■ WORK INSTRUCTION ■
Give the lines below again exactly, starting with the line that holds "pub fn new()" and going on through the line that holds "pub fn symbol(mut".

■ RECORDS FOR PROCESSING ■
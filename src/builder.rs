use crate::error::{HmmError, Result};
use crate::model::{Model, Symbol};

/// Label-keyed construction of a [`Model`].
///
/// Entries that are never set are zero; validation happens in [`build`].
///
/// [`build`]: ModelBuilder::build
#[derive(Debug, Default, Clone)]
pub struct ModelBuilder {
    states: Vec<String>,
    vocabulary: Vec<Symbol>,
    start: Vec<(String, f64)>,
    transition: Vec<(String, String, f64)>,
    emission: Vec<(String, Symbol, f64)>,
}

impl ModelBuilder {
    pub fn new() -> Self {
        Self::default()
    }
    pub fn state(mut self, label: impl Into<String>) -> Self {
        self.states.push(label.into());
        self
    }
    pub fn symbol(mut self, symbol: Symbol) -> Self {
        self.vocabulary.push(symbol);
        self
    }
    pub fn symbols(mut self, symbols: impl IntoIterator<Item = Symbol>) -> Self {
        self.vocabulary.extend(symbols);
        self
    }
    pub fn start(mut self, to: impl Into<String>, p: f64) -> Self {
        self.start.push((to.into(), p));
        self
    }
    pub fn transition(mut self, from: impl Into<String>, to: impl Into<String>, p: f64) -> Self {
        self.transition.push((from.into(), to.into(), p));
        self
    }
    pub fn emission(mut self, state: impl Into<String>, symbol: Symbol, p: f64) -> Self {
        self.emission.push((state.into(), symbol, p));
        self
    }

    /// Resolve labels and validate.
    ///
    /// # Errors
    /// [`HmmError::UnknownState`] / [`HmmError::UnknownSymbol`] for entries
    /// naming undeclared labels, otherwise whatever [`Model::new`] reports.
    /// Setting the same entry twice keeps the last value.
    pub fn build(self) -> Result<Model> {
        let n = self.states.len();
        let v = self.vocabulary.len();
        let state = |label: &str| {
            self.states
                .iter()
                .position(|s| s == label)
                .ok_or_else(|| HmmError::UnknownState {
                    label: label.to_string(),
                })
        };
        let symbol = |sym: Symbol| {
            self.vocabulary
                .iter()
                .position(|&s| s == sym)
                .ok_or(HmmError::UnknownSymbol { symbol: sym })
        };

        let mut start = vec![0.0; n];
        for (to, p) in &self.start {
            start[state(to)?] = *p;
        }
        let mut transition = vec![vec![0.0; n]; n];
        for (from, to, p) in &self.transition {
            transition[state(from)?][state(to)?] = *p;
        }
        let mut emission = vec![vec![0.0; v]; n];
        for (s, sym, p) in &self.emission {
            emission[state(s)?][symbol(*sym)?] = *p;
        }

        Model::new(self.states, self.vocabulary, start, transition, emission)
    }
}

■ RESULT OF THIS TASK ■
    pub fn new() -> Self {
        Self::default()
    }
    pub fn state(mut self, label: impl Into<String>) -> Self {
        self.states.push(label.into());
        self
    }
    pub fn symbol(mut self, symbol: Symbol) -> Self {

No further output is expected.